06/2018 - von Sophie Langer-Hansel, ICEP


Sophie
Langer-Hansel

Am 1. Juli übernimmt Österreich unter dem Motto „Ein Europa, das schützt“ den EU-Ratsvorsitz. Laut EU-Parlamentspräsident Antonio Tajani ist für die Zukunft Europas auch eines entscheidend: Afrika. Der Italiener ruft dazu auf, mehr in den Kontinent zu investieren – das würde auch zur Lösung der Migrationsfrage beitragen –, und fordert daher einen entsprechenden Schwerpunkt des österreichischen Vorsitzes. Ob Tajanis Aufruf tatsächlich Gehör finden wird, ist noch offen. Klar ist: Für neue Perspektiven in Afrika wird Europa an Investitionen in die Schaffung von stabilen Rahmenbedingungen und wirtschaftsfördernden Strukturen nicht vorbeikommen. Auch abseits der Migrationsfrage liegt eine engere Zusammenarbeit mit Afrika in unserem eigenen Interesse.
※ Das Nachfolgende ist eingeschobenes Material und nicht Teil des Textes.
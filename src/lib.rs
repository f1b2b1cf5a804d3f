//! Inference dispatch: routes chat work items to remote inference workers,
//! tracks their lifecycle, and gates workers on compliance.

pub mod api;
pub mod config;
pub mod dispatch;
pub mod dispatcher;
pub mod error;
pub mod fingerprint;
pub mod reports;
pub mod store;
pub mod workers;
Denn diese eröffnet europäischen Unternehmen neue Marktchancen: Mit ihrem Know-how, ihren Produkten und Technologien können sie zu nachhaltiger Energieversorgung, moderner Infrastruktur und smarter Stadtentwicklung beitragen – und damit vor Ort Einkommen und ein lebenswertes Umfeld schaffen.